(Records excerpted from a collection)
···

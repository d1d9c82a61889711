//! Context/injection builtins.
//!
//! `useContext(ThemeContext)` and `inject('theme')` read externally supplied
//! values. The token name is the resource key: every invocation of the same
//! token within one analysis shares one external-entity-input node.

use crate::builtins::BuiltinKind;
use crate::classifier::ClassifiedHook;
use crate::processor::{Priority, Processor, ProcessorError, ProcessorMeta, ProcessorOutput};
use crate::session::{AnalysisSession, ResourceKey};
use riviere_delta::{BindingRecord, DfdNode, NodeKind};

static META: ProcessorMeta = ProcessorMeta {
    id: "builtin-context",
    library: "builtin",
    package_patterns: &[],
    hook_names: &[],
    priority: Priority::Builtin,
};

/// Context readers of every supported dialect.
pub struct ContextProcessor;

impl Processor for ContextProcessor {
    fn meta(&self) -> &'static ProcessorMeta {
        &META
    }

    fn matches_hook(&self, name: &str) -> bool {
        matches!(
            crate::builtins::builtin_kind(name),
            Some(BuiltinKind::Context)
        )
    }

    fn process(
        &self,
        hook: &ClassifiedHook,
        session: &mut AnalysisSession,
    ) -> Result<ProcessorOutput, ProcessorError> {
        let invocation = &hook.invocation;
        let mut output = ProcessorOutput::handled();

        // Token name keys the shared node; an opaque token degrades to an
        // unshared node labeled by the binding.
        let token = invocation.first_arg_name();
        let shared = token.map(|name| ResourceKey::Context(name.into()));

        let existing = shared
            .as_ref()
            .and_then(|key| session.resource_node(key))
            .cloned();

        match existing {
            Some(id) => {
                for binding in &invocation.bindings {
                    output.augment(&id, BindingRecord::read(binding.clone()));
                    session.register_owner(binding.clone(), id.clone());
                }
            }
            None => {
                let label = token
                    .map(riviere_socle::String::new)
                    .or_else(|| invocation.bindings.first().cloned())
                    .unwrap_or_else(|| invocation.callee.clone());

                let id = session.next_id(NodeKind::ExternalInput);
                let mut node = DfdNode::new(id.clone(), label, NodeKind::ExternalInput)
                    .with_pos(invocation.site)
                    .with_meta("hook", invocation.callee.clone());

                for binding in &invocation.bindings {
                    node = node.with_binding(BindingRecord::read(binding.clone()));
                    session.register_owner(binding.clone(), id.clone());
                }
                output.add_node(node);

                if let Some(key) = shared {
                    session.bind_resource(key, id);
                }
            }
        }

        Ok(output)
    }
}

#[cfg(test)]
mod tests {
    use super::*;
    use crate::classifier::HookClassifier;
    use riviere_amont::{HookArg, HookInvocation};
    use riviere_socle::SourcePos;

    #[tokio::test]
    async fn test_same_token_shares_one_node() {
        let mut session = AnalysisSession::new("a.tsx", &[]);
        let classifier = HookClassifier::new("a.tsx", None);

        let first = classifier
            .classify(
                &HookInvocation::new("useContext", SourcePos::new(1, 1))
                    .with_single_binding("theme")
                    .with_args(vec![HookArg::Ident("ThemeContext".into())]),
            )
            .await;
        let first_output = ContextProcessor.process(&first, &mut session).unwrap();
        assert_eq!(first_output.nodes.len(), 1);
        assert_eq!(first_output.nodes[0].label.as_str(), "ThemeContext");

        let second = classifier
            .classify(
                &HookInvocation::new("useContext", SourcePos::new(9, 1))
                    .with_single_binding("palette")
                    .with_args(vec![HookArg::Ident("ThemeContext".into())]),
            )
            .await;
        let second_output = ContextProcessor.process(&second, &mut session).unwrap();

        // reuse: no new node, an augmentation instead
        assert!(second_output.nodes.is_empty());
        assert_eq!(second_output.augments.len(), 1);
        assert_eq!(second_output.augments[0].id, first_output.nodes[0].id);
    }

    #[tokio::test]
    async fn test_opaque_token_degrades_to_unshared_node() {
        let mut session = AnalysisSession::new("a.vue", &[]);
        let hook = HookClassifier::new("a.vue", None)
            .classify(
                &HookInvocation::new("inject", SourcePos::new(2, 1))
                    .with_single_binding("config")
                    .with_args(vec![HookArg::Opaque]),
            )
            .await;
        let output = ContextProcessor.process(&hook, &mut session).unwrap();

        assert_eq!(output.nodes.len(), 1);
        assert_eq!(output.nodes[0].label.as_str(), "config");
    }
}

···

Task objective — The response has to contain every record shown above, unaltered and complete.

Response area —
repository d1d9c82a61889711
//! Context/injection builtins.
//!
//! `useContext(ThemeContext)` and `inject('theme')` read externally supplied
//! values. The token name is the resource key: every invocation of the same
//! token within one analysis shares one external-entity-input node.

use crate::builtins::BuiltinKind;
use crate::classifier::ClassifiedHook;
use crate::processor::{Priority, Processor, ProcessorError, ProcessorMeta, ProcessorOutput};
use crate::session::{AnalysisSession, ResourceKey};
use riviere_delta::{BindingRecord, DfdNode, NodeKind};

static META: ProcessorMeta = ProcessorMeta {
    id: "builtin-context",
    library: "builtin",
    package_patterns: &[],
    hook_names: &[],
    priority: Priority::Builtin,
};

/// Context readers of every supported dialect.
pub struct ContextProcessor;

impl Processor for ContextProcessor {
    fn meta(&self) -> &'static ProcessorMeta {
        &META
    }

    fn matches_hook(&self, name: &str) -> bool {
        matches!(
            crate::builtins::builtin_kind(name),
            Some(BuiltinKind::Context)
        )
    }

    fn process(
        &self,
        hook: &ClassifiedHook,
        session: &mut AnalysisSession,
    ) -> Result<ProcessorOutput, ProcessorError> {
        let invocation = &hook.invocation;
        let mut output = ProcessorOutput::handled();

        // Token name keys the shared node; an opaque token degrades to an
        // unshared node labeled by the binding.
        let token = invocation.first_arg_name();
        let shared = token.map(|name| ResourceKey::Context(name.into()));

        let existing = shared
            .as_ref()
            .and_then(|key| session.resource_node(key))
            .cloned();

        match existing {
            Some(id) => {
                for binding in &invocation.bindings {
                    output.augment(&id, BindingRecord::read(binding.clone()));
                    session.register_owner(binding.clone(), id.clone());
                }
            }
            None => {
                let label = token
                    .map(riviere_socle::String::new)
                    .or_else(|| invocation.bindings.first().cloned())
                    .unwrap_or_else(|| invocation.callee.clone());

                let id = session.next_id(NodeKind::ExternalInput);
                let mut node = DfdNode::new(id.clone(), label, NodeKind::ExternalInput)
                    .with_pos(invocation.site)
                    .with_meta("hook", invocation.callee.clone());

                for binding in &invocation.bindings {
                    node = node.with_binding(BindingRecord::read(binding.clone()));
                    session.register_owner(binding.clone(), id.clone());
                }
                output.add_node(node);

                if let Some(key) = shared {
                    session.bind_resource(key, id);
                }
            }
        }

        Ok(output)
    }
}

#[cfg(test)]
mod tests {
    use super::*;
    use crate::classifier::HookClassifier;
    use riviere_amont::{HookArg, HookInvocation};
    use riviere_socle::SourcePos;

    #[tokio::test]
    async fn test_same_token_shares_one_node() {
        let mut session = AnalysisSession::new("a.tsx", &[]);
        let classifier = HookClassifier::new("a.tsx", None);

        let first = classifier
            .classify(
                &HookInvocation::new("useContext", SourcePos::new(1, 1))
                    .with_single_binding("theme")
                    .with_args(vec![HookArg::Ident("ThemeContext".into())]),
            )
            .await;
        let first_output = ContextProcessor.process(&first, &mut session).unwrap();
        assert_eq!(first_output.nodes.len(), 1);
        assert_eq!(first_output.nodes[0].label.as_str(), "ThemeContext");

        let second = classifier
            .classify(
                &HookInvocation::new("useContext", SourcePos::new(9, 1))
                    .with_single_binding("palette")
                    .with_args(vec![HookArg::Ident("ThemeContext".into())]),
            )
            .await;
        let second_output = ContextProcessor.process(&second, &mut session).unwrap();

        // reuse: no new node, an augmentation instead
        assert!(second_output.nodes.is_empty());
        assert_eq!(second_output.augments.len(), 1);
        assert_eq!(second_output.augments[0].id, first_output.nodes[0].id);
    }

    #[tokio::test]
    async fn test_opaque_token_degrades_to_unshared_node() {
        let mut session = AnalysisSession::new("a.vue", &[]);
        let hook = HookClassifier::new("a.vue", None)
            .classify(
                &HookInvocation::new("inject", SourcePos::new(2, 1))
                    .with_single_binding("config")
                    .with_args(vec![HookArg::Opaque]),
            )
            .await;
        let output = ContextProcessor.process(&hook, &mut session).unwrap();

        assert_eq!(output.nodes.len(), 1);
        assert_eq!(output.nodes[0].label.as_str(), "config");
    }
}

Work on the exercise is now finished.